Saturday October 25 2014

The years 2015, 2016 and 2017 are going to be critical for the East African Community. Tanzanians will get a new president.

In Burundi, Uganda and Rwanda things are not so clear as to whether they will get “new governments” rather than “new presidents.” In Tanzania, it is absolutely certain that, come rain or shine, dead or alive, Jakaya Kikwete will be leaving office in 2015. In Rwanda, Burundi and Uganda, the question of whether or not the incumbent will step down elicits different degrees of certainty and doubt.

Let us begin with Burundi. There, the ruling party, CNDD-FDD, has already declared that Pierre Nkurunziza will be contesting. It is often said that in Africa, incumbents lose elections only by accident. For that reason, and because of what some say is mass support from the country’s rural masses, some are inclined to believe that, should he be in the contest, Nkurunziza will indeed succeed himself.

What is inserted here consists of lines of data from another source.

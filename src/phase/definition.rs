//! Phase names, ordering, and static per-phase definitions
//!
//! The pipeline order is fixed: EXPAND, TRIAGE, PLAN, IMPLEMENT, TEST, DOCS,
//! REVIEW, VERIFY. EXPAND and DOCS may be skipped via configuration; the
//! rest always run. Definitions are static configuration, never mutated at
//! runtime.

use std::fmt;
use std::str::FromStr;
use std::time::Duration;

use serde::{Deserialize, Serialize};

/// One step of the task pipeline
///
/// Variant order is pipeline order, so the derived `Ord` sorts phases the
/// way they run.
#[derive(Debug, Clone, Copy, PartialEq, Eq, PartialOrd, Ord, Hash, Serialize, Deserialize)]
#[serde(rename_all = "snake_case")]
pub enum PhaseName {
    Expand,
    Triage,
    Plan,
    Implement,
    Test,
    Docs,
    Review,
    Verify,
}

impl PhaseName {
    /// Pipeline order
    pub const ALL: [PhaseName; 8] = [
        Self::Expand,
        Self::Triage,
        Self::Plan,
        Self::Implement,
        Self::Test,
        Self::Docs,
        Self::Review,
        Self::Verify,
    ];

    pub fn as_str(&self) -> &'static str {
        match self {
            Self::Expand => "expand",
            Self::Triage => "triage",
            Self::Plan => "plan",
            Self::Implement => "implement",
            Self::Test => "test",
            Self::Docs => "docs",
            Self::Review => "review",
            Self::Verify => "verify",
        }
    }

    /// Position in the pipeline, zero-based
    pub fn ordinal(&self) -> usize {
        Self::ALL.iter().position(|p| p == self).unwrap_or(0)
    }

    /// Whether configuration may skip this phase
    pub fn is_skippable(&self) -> bool {
        matches!(self, Self::Expand | Self::Docs)
    }

    /// Built-in wall-clock budget, overridable via config and environment
    pub fn default_timeout(&self) -> Duration {
        let ms: u64 = match self {
            Self::Expand => 300_000,
            Self::Triage => 180_000,
            Self::Plan => 600_000,
            Self::Implement => 1_800_000,
            Self::Test => 900_000,
            Self::Docs => 600_000,
            Self::Review => 900_000,
            Self::Verify => 600_000,
        };
        Duration::from_millis(ms)
    }

    /// Environment variable carrying this phase's timeout override (seconds)
    pub fn env_timeout_var(&self) -> String {
        format!("DOYAKEN_TIMEOUT_{}", self.as_str().to_uppercase())
    }
}

impl fmt::Display for PhaseName {
    fn fmt(&self, f: &mut fmt::Formatter<'_>) -> fmt::Result {
        write!(f, "{}", self.as_str().to_uppercase())
    }
}

impl FromStr for PhaseName {
    type Err = String;

    fn from_str(s: &str) -> Result<Self, Self::Err> {
        Self::ALL
            .into_iter()
            .find(|p| p.as_str().eq_ignore_ascii_case(s))
            .ok_or_else(|| format!("unknown phase: {}", s))
    }
}

/// Resolved definition for one phase of a run
#[derive(Debug, Clone)]
pub struct PhaseDef {
    pub name: PhaseName,
    pub timeout: Duration,
    pub max_attempts: u32,
    /// Configured off; recorded as skipped without execution
    pub skip: bool,
}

Before that, however, he will have to find his way around two hurdles, albeit hardly insurmountable ones: Resistance to his plans by a highly fractured and cash-strapped opposition, and a constitutional provision that could trip him.

The constitution allows for only two elected terms. For his first term, Nkurunziza was elected by parliament, for the second, by the population. Apparently he wants a second “popularly elected term.”

His opponents say it will be his third and, under the current Constitution, and the Arusha Peace Accord that ended the country’s last civil war, illegal. It is hardly guaranteed he will win the argument. Whatever the eventual outcome, those with a penchant for prediction are promising difficult times ahead.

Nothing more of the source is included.